# Please can anyone help me.



## tema (Aug 11, 2010)

Hello to everyone, 

I am a US citizen and I have been dating someone from Greece for sometime now and I have been to Greece once before. The time have come for him to visit me in the states so I was just wandering how do we go bye to making this happen what do I have to send him a invitation and how long will it's take for him to get him a visa. Also what do we have to have when we go to the immigration and at the airport. I forgot to mention that he are a Green Card holder of Greece been there for over 10 years, working and have been traveling all through out Europe but never to the States. This will be his first visit here so anything that you will have to share with me will be nice thanks so much and I hope to hear from you soon. :ranger::ranger:


----------



## mariek (Aug 17, 2009)

He is coming to the US as a tourist for a maximum stay of 90 days?
If so then he will need travel authorization under the ESTA. Greece was included in the Visa Waiver program this year so he will not need to apply for a visa the way Greeks have had to in the past. 

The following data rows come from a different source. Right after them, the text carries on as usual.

//! Application error type.

use domain::{CartError, CatalogError, DomainError, ErrorKind, OrderError};
use storage::StorageError;
use thiserror::Error;

/// Errors surfaced by [`Session`](crate::Session) operations.
#[derive(Debug, Error)]
pub enum AppError {
    /// A domain rule rejected the operation; nothing was changed.
    #[error(transparent)]
    Domain(#[from] DomainError),

    /// The persistence backend failed.
    #[error("Storage error: {0}")]
    Storage(#[from] StorageError),

    /// Another holder of the shared session panicked mid-operation.
    #[error("Session lock poisoned")]
    SessionPoisoned,
}

impl AppError {
    /// Domain failure kind, or `None` for infrastructure failures.
    pub fn kind(&self) -> Option<ErrorKind> {
        match self {
            AppError::Domain(e) => Some(e.kind()),
            AppError::Storage(_) | AppError::SessionPoisoned => None,
        }
    }
}

impl From<CatalogError> for AppError {
    fn from(err: CatalogError) -> Self {
        AppError::Domain(err.into())
    }
}

impl From<CartError> for AppError {
    fn from(err: CartError) -> Self {
        AppError::Domain(err.into())
    }
}

impl From<OrderError> for AppError {
    fn from(err: OrderError) -> Self {
        AppError::Domain(err.into())
    }
}

pub type Result<T> = std::result::Result<T, AppError>;
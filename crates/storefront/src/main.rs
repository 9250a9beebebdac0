//! Storefront CLI.
//!
//! # Usage
//!
//! ```bash
//! # Browse the catalog
//! storefront products --category cat-books
//!
//! # Fill the cart and place an order
//! storefront cart add p-1 --qty 2
//! storefront checkout
//!
//! # Admin
//! storefront product set-stock p-8 12
//! ```
//!
//! State lives under `SHOP_DATA_DIR` (or `--data-dir`), one JSON document per key.

#![cfg_attr(not(test), forbid(unsafe_code))]

use std::path::PathBuf;
use std::process::ExitCode;

use clap::{Parser, Subcommand};
use common::{CategoryId, Money, ProductId, UuidGenerator};
use domain::{DomainError, NewCategory, NewProduct, Order, Product, ProductUpdate};
use storage::{FileStore, Storage};
use storefront::{AppError, Config, Session};
use tracing_subscriber::EnvFilter;
use tracing_subscriber::layer::SubscriberExt;
use tracing_subscriber::util::SubscriberInitExt;

#[derive(Parser)]
#[command(name = "storefront")]
#[command(author, version, about = "Storefront catalog, cart and orders")]
struct Cli {
    /// Directory holding the persisted state (overrides `SHOP_DATA_DIR`)
    #[arg(long, global = true)]
    data_dir: Option<PathBuf>,

    #[command(subcommand)]
    command: Commands,
}

#[derive(Subcommand)]
enum Commands {
    /// List categories
    Categories,
    /// List products, optionally for one category
    Products {
        #[arg(short, long)]
        category: Option<String>,
    },
    /// List featured products
    Featured,
    /// Inspect or edit the cart
    Cart {
        #[command(subcommand)]
        action: CartAction,
    },
    /// Place an order for the current cart
    Checkout,
    /// List the most recent orders
    Orders {
        /// Number of orders to show; 0 shows all
        #[arg(short, long)]
        limit: Option<usize>,
    },
    /// Show one order
    Order { id: String },
    /// Manage categories
    Category {
        #[command(subcommand)]
        action: CategoryAction,
    },
    /// Manage products
    Product {
        #[command(subcommand)]
        action: ProductAction,
    },
    /// Delete all stored state and start again from the seed catalog
    Reset,
}

#[derive(Subcommand)]
enum CartAction {
    /// Show cart lines and total
    Show,
    /// Add units of a product
    Add {
        product_id: String,
        #[arg(short, long, default_value_t = 1)]
        qty: u32,
    },
    /// Remove units of a product
    Remove {
        product_id: String,
        #[arg(short, long, default_value_t = 1)]
        qty: u32,
    },
    /// Delete a whole line
    Delete { product_id: String },
    /// Empty the cart
    Clear,
}

#[derive(Subcommand)]
enum CategoryAction {
    /// Create a category with a generated id
    Create {
        name: String,
        #[arg(long)]
        color: Option<String>,
        #[arg(long)]
        icon: Option<String>,
        #[arg(long)]
        image_url: Option<String>,
    },
    /// Rename a category
    Rename { id: String, name: String },
    /// Delete an unused category
    Delete { id: String },
}

#[derive(Subcommand)]
enum ProductAction {
    /// Create a product with a generated id
    Create {
        #[arg(short, long)]
        name: String,
        /// Unit price in major units, e.g. `29.90`
        #[arg(short, long, value_parser = parse_money)]
        price: Money,
        #[arg(short, long, default_value_t = 0)]
        stock: u32,
        #[arg(short, long)]
        category: String,
        #[arg(long)]
        featured: bool,
        #[arg(long)]
        image_url: Option<String>,
        #[arg(long)]
        short_description: Option<String>,
        #[arg(long)]
        description: Option<String>,
    },
    /// Update selected fields of a product
    Update {
        id: String,
        #[arg(short, long)]
        name: Option<String>,
        #[arg(short, long, value_parser = parse_money)]
        price: Option<Money>,
        #[arg(short, long)]
        stock: Option<u32>,
        #[arg(short, long)]
        category: Option<String>,
        #[arg(long)]
        featured: Option<bool>,
    },
    /// Delete a product
    Delete { id: String },
    /// Overwrite the stock level of a product
    SetStock { id: String, stock: u32 },
}

fn parse_money(raw: &str) -> Result<Money, String> {
    let amount: f64 = raw
        .trim()
        .parse()
        .map_err(|_| format!("`{raw}` is not a number"))?;
    Money::from_major(amount).ok_or_else(|| format!("`{raw}` is not a finite amount"))
}

fn main() -> ExitCode {
    let config = Config::from_env();

    tracing_subscriber::registry()
        .with(EnvFilter::try_new(&config.log_level).unwrap_or_else(|_| EnvFilter::new("info")))
        .with(tracing_subscriber::fmt::layer().with_writer(std::io::stderr))
        .init();

    let cli = Cli::parse();

    match run(cli, config) {
        Ok(()) => ExitCode::SUCCESS,
        Err(e) => {
            report(&e);
            ExitCode::FAILURE
        }
    }
}

fn report(err: &AppError) {
    tracing::error!(kind = ?err.kind(), "Command failed: {err}");
    if let AppError::Domain(DomainError::Order(order_err)) = err {
        for shortfall in order_err.shortfalls() {
            eprintln!(
                "  {}: requested {}, available {}",
                shortfall.product_id, shortfall.requested, shortfall.available
            );
        }
    }
}

fn run(cli: Cli, mut config: Config) -> storefront::Result<()> {
    if let Some(dir) = cli.data_dir {
        config.data_dir = dir;
    }
    let store = FileStore::open(config.data_dir.clone())?;
    let storage = Storage::with_prefix(store, config.storage_prefix.as_str());
    let mut session = Session::load(storage, UuidGenerator::new())?;

    match cli.command {
        Commands::Categories => {
            for c in session.catalog().get_categories() {
                println!("{:<14} {}", c.id, c.name);
            }
        }
        Commands::Products { category } => {
            let category = category.map(CategoryId::new);
            print_products(&session.catalog().get_products(category.as_ref()));
        }
        Commands::Featured => print_products(&session.catalog().get_featured_products()),
        Commands::Cart { action } => {
            match action {
                CartAction::Show => {}
                CartAction::Add { product_id, qty } => {
                    session.add_to_cart(&ProductId::new(product_id), qty)?;
                }
                CartAction::Remove { product_id, qty } => {
                    session.remove_from_cart(&ProductId::new(product_id), qty)?;
                }
                CartAction::Delete { product_id } => {
                    session.delete_cart_line(&ProductId::new(product_id))?;
                }
                CartAction::Clear => session.clear_cart()?,
            }
            print_cart(&session);
        }
        Commands::Checkout => {
            let order = session.checkout()?;
            println!("Order {} placed", order.id());
            print_order(&order);
        }
        Commands::Orders { limit } => {
            let limit = limit.unwrap_or(config.order_limit);
            let orders = session.orders().get_last_orders(Some(limit));
            if orders.is_empty() {
                println!("No orders yet");
            }
            for order in &orders {
                println!(
                    "{}  {}  {} item(s)  {}",
                    order.created_at().format("%Y-%m-%d %H:%M"),
                    order.id(),
                    order.total_quantity(),
                    order.total()
                );
            }
        }
        Commands::Order { id } => match session.orders().get_order_by_id(&id.into()) {
            Some(order) => print_order(order),
            None => println!("Order not found"),
        },
        Commands::Category { action } => match action {
            CategoryAction::Create {
                name,
                color,
                icon,
                image_url,
            } => {
                let mut input = NewCategory::new("", name);
                input.color = color;
                input.icon = icon;
                input.image_url = image_url;
                let category = session.create_category(input)?;
                println!("Created category {}", category.id);
            }
            CategoryAction::Rename { id, name } => {
                let category = session.rename_category(&CategoryId::new(id), &name)?;
                println!("Renamed {} to {}", category.id, category.name);
            }
            CategoryAction::Delete { id } => {
                session.delete_category(&CategoryId::new(id))?;
                println!("Deleted");
            }
        },
        Commands::Product { action } => match action {
            ProductAction::Create {
                name,
                price,
                stock,
                category,
                featured,
                image_url,
                short_description,
                description,
            } => {
                let mut input = NewProduct::new("", name, price, stock, category);
                input.is_featured = featured;
                input.image_url = image_url;
                input.short_description = short_description;
                input.description = description;
                let product = session.create_product(input)?;
                println!("Created product {}", product.id);
            }
            ProductAction::Update {
                id,
                name,
                price,
                stock,
                category,
                featured,
            } => {
                let update = ProductUpdate {
                    name,
                    price,
                    stock,
                    category_id: category.map(CategoryId::new),
                    is_featured: featured,
                    ..ProductUpdate::new(id)
                };
                let product = session.update_product(update)?;
                print_products(std::slice::from_ref(&product));
            }
            ProductAction::Delete { id } => {
                session.delete_product(&ProductId::new(id))?;
                println!("Deleted");
            }
            ProductAction::SetStock { id, stock } => {
                let product = session.set_stock(&ProductId::new(id), stock)?;
                println!("{} stock is now {}", product.id, product.stock);
            }
        },
        Commands::Reset => {
            session.reset()?;
            println!("Storefront reset");
        }
    }
    Ok(())
}

fn amount(total: Option<Money>) -> String {
    total.map_or_else(|| "overflow".to_string(), |m| m.to_string())
}

fn print_products(products: &[Product]) {
    for p in products {
        let availability = if p.stock == 0 {
            "unavailable".to_string()
        } else {
            format!("{} in stock", p.stock)
        };
        let star = if p.is_featured { "*" } else { " " };
        println!(
            "{star} {:<8} {:<24} {:>8}  {:<12} {}",
            p.id, p.name, p.price, p.category_id, availability
        );
    }
}

fn print_cart<S: storage::KeyValueStore>(session: &Session<S>) {
    let cart = session.cart();
    if cart.is_empty() {
        println!("Cart is empty");
        return;
    }
    for item in cart.items() {
        let name = session
            .catalog()
            .get_product_by_id(&item.product_id)
            .map_or("(removed)", |p| p.name.as_str());
        println!(
            "{:<8} {:<24} {:>3} x {:>8} = {:>8}",
            item.product_id,
            name,
            item.quantity,
            item.unit_price,
            amount(item.line_total())
        );
    }
    println!("{} item(s), total {}", cart.total_items(), amount(cart.total()));
}

fn print_order(order: &Order) {
    for line in order.lines() {
        println!(
            "{:<24} {:>3} x {:>8} = {:>8}",
            line.product_name,
            line.quantity,
            line.unit_price,
            amount(line.line_total())
        );
    }
    println!("Total {}", order.total());
}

Go to the US Department of State website and look up the Visa Waiver Program. You will find the information you need there. My husband went through the old visa application process so I am not sure how long this new process takes. 

At the airport in NY, my husband entered the US for the first time last year and had no trouble whatsoever. He showed the appropriate papers and was stamped through.


----------



## tema (Aug 11, 2010)

mariek said:


> He is coming to the US as a tourist for a maximum stay of 90 days?
> If so then he will need travel authorization under the ESTA. Greece was included in the Visa Waiver program this year so he will not need to apply for a visa the way Greeks have had to in the past.
> 
> Go to the US Department of State website and look up the Visa Waiver Program. You will find the information you need there. My husband went through the old visa application process so I am not sure how long this new process takes.
> ...



Thanks, so much that will still work for him even if he a GREEN Card holder. 
So, do I need to do anything. I will go to the site. As well you been a great help and i thank you so much for it. Tell me somethin else if you would how is the life over there for Americans I mean can a AMERICANS get jobs there and live normal of there, are the peoples Welcoming to foreigners there. Thanks again and I will go and check out the site that you mention. I hope to here from you soon.


----------



## hecate (Jul 12, 2010)

tema said:


> Thanks, so much that will still work for him even if he a GREEN Card holder.
> So, do I need to do anything. I will go to the site. As well you been a great help and i thank you so much for it. Tell me somethin else if you would how is the life over there for Americans I mean can a AMERICANS get jobs there and live normal of there, are the peoples Welcoming to foreigners there. Thanks again and I will go and check out the site that you mention. I hope to here from you soon.


Wha ???????????

First post you're "here" in the USA.
Second post, you're asking about "over there in America"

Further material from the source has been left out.